◆ **PROBLEM DETAILS**:
Every line with the string "hits" must be copied from the entries below.

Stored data
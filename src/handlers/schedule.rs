use axum::{
    extract::{rejection::JsonRejection, Json, Path, State},
    http::StatusCode,
};
use chrono::Local;
use validator::Validate;

use crate::{
    AppState,
    data::models::{
        ApiResponse, AppError, GenerateScheduleRequest, SaveScheduleRequest, ScheduleResponse,
        ScheduleScope, StudyPlan,
    },
    features::{
        ai_client::GenerativeClient, extract, fallback, prompts, schedule_check, validation,
    },
};

/// Turns a free-text prompt into a schedule. Only bad input is an error:
/// a missing key or any failure on the model path falls back to the
/// keyword-driven generator.
pub async fn generate_schedule(
    State(state): State<AppState>,
    payload: Result<Json<GenerateScheduleRequest>, JsonRejection>,
) -> Result<Json<ScheduleResponse>, AppError> {
    let Json(payload) = payload?;
    let prompt = validation::require_text(payload.prompt.as_ref(), "prompt")?;
    log::info!("Received schedule prompt: {}", prompt);

    if !state.client.has_api_key() {
        log::info!("No API key, using fallback schedule generation");
        return Ok(Json(fallback::generate_schedule(prompt)));
    }

    match request_schedule(&state.client, prompt, payload.scope).await {
        Ok(schedule) => Ok(Json(schedule)),
        Err(e) if e.is_recoverable() => {
            log::warn!("AI schedule generation failed, using fallback: {:?}", e);
            Ok(Json(fallback::generate_schedule(prompt)))
        }
        Err(e) => Err(e),
    }
}

async fn request_schedule(
    client: &GenerativeClient,
    prompt: &str,
    scope: ScheduleScope,
) -> Result<ScheduleResponse, AppError> {
    let content = client.complete(&prompts::schedule_prompt(prompt, scope)).await?;
    let schedule: ScheduleResponse = extract::extract(&content).map_err(|e| {
        log::error!("Unusable schedule from AI ({}): {}", e, content);
        e
    })?;

    for (a, b) in schedule_check::find_overlaps(&schedule.schedule) {
        log::warn!(
            "AI schedule entries overlap: '{}' and '{}' on day {}",
            schedule.schedule[a].topic,
            schedule.schedule[b].topic,
            schedule.schedule[a].day_of_week
        );
    }

    Ok(schedule)
}

fn default_schedule_name() -> String {
    format!("Schedule {}", Local::now().format("%Y-%m-%d %H:%M:%S"))
}

pub async fn save_schedule(
    State(state): State<AppState>,
    payload: Result<Json<SaveScheduleRequest>, JsonRejection>,
) -> Result<(StatusCode, Json<ApiResponse>), AppError> {
    let Json(payload) = payload?;
    payload.validate()?;

    if payload.schedule.is_empty() {
        return Err(AppError::InvalidInput("Schedule has no entries".to_string()));
    }

    let name = payload
        .name
        .as_deref()
        .map(str::trim)
        .filter(|n| !n.is_empty())
        .map(str::to_string)
        .unwrap_or_else(default_schedule_name);

    let inserted = state
        .store
        .insert_schedule_entries(&payload.user_id, &payload.schedule, Some(&name))
        .map_err(|e| {
            log::error!("Insert error: {}", e);
            AppError::from(e)
        })?;

    Ok((
        StatusCode::CREATED,
        Json(ApiResponse {
            success: true,
            message: format!("{} study sessions created!", inserted),
        }),
    ))
}

pub async fn list_schedules(
    State(state): State<AppState>,
    Path(user_id): Path<String>,
) -> Result<Json<Vec<StudyPlan>>, AppError> {
    let plans = state.store.list_schedule_entries(&user_id).map_err(|e| {
        log::error!("Failed to load schedules for {}: {}", user_id, e);
        AppError::Load(e)
    })?;
    Ok(Json(plans))
}
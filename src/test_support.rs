use std::sync::{
    atomic::{AtomicUsize, Ordering},
    Arc, Mutex,
};

use axum::{
    body::Bytes,
    http::{header, HeaderMap, StatusCode},
    routing::post,
    Router,
};
use diesel::{
    r2d2::{ConnectionManager, Pool},
    SqliteConnection,
};
use serde_json::{json, Value};
use tokio::net::TcpListener;

use crate::data::repositories::SqliteStore;

/// What the gateway last received
#[derive(Debug, Clone)]
pub struct CapturedRequest {
    pub authorization: Option<String>,
    pub body: Value,
}

/// Canned chat-completions endpoint on an ephemeral local port
pub struct StubGateway {
    pub url: String,
    hits: Arc<AtomicUsize>,
    last: Arc<Mutex<Option<CapturedRequest>>>,
}

impl StubGateway {
    pub fn hits(&self) -> usize {
        self.hits.load(Ordering::SeqCst)
    }

    pub fn last_request(&self) -> Option<CapturedRequest> {
        self.last.lock().unwrap().clone()
    }
}

pub async fn spawn_gateway(status: StatusCode, body: String) -> StubGateway {
    let hits = Arc::new(AtomicUsize::new(0));
    let counter = hits.clone();
    let last = Arc::new(Mutex::new(None));
    let recorder = last.clone();

    let app = Router::new().route(
        "/v1/chat/completions",
        post(move |headers: HeaderMap, request: Bytes| {
            let body = body.clone();
            let counter = counter.clone();
            let recorder = recorder.clone();
            async move {
                counter.fetch_add(1, Ordering::SeqCst);
                let authorization = headers
                    .get(header::AUTHORIZATION)
                    .and_then(|v| v.to_str().ok())
                    .map(str::to_string);
                let request = serde_json::from_slice(&request).unwrap_or(Value::Null);
                *recorder.lock().unwrap() = Some(CapturedRequest {
                    authorization,
                    body: request,
                });
                (status, body)
            }
        }),
    );

    let listener = TcpListener::bind("127.0.0.1:0").await.unwrap();
    let addr = listener.local_addr().unwrap();
    tokio::spawn(async move {
        axum::serve(listener, app).await.unwrap();
    });

    StubGateway {
        url: format!("http://{}/v1/chat/completions", addr),
        hits,
        last,
    }
}

pub fn chat_completion_body(content: &str) -> String {
    json!({
        "choices": [{ "message": { "role": "assistant", "content": content } }]
    })
    .to_string()
}

/// A single-connection in-memory database, optionally with tables created.
pub fn memory_store(with_tables: bool) -> SqliteStore {
    let manager = ConnectionManager::<SqliteConnection>::new(":memory:");
    let pool = Pool::builder().max_size(1).build(manager).unwrap();
    let store = SqliteStore::from_pool(pool);
    if with_tables {
        store.run_migrations().unwrap();
    }
    store
}

pub fn photosynthesis_materials() -> String {
    let flashcards: Vec<_> = (1..=8)
        .map(|i| json!({ "question": format!("Question {}", i), "answer": format!("Answer {}", i) }))
        .collect();
    let quiz: Vec<_> = (0..5)
        .map(|i| {
            json!({
                "question": format!("Quiz question {}", i + 1),
                "options": ["A) Sunlight", "B) Moonlight", "C) Soil", "D) Wind"],
                "correctIndex": i % 4,
                "explanation": "Plants capture light energy."
            })
        })
        .collect();

    json!({
        "explanation": "Plants use sunlight, water and air to make their own food.",
        "flashcards": flashcards,
        "quiz": quiz,
        "studyTips": ["Draw the cycle", "Teach a friend", "Use flashcards daily", "Quiz yourself"]
    })
    .to_string()
}
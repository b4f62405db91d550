use chrono::NaiveDateTime;
use diesel::Insertable;
use serde::{Deserialize, Serialize};
use validator::Validate;

use crate::features::validation::not_blank;
use crate::schema::quiz_scores;

/// One completed quiz attempt
#[derive(Debug, Clone, Serialize, Deserialize, Validate)]
pub struct QuizScoreRecord {
    #[validate(custom(function = "not_blank"))]
    pub user_id: String,
    #[validate(custom(function = "not_blank"))]
    pub topic: String,
    #[validate(range(min = 0))]
    pub score: i32,
    #[validate(range(min = 1))]
    pub total_questions: i32,
}

#[derive(Insertable)]
#[diesel(table_name = quiz_scores)]
pub struct NewQuizScore<'a> {
    pub user_id: &'a str,
    pub topic: &'a str,
    pub score: i32,
    pub total_questions: i32,
    pub created_at: NaiveDateTime,
}

/// Standard API response format
#[derive(Debug, Serialize)]
pub struct ApiResponse {
    pub success: bool,
    pub message: String,
}
pub mod error_models;
pub mod quiz_models;
pub mod schedule_models;
pub mod study_models;

pub use error_models::{AppError, PersistenceError};
pub use quiz_models::{ApiResponse, NewQuizScore, QuizScoreRecord};
pub use schedule_models::{
    GenerateScheduleRequest, NewStudyPlan, SaveScheduleRequest, ScheduleEntry,
    ScheduleResponse, ScheduleScope, StudyPlan,
};
pub use study_models::{GenerateStudyRequest, StudyMaterials};
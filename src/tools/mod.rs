//! 工具层：注册表、HTTP 检索后端与静态目录

pub mod catalog;
pub mod registry;
pub mod search;

pub use catalog::{model_catalog, tool_catalog, CatalogEntry, ModelEntry};
pub use registry::{build_tool, Tool, ToolId};
pub use search::ProviderSearchTool;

◆ **RESULT OF THE TASK**:
    hits: Arc<AtomicUsize>,
    pub fn hits(&self) -> usize {
        self.hits.load(Ordering::SeqCst)
    let hits = Arc::new(AtomicUsize::new(0));
    let counter = hits.clone();
        hits,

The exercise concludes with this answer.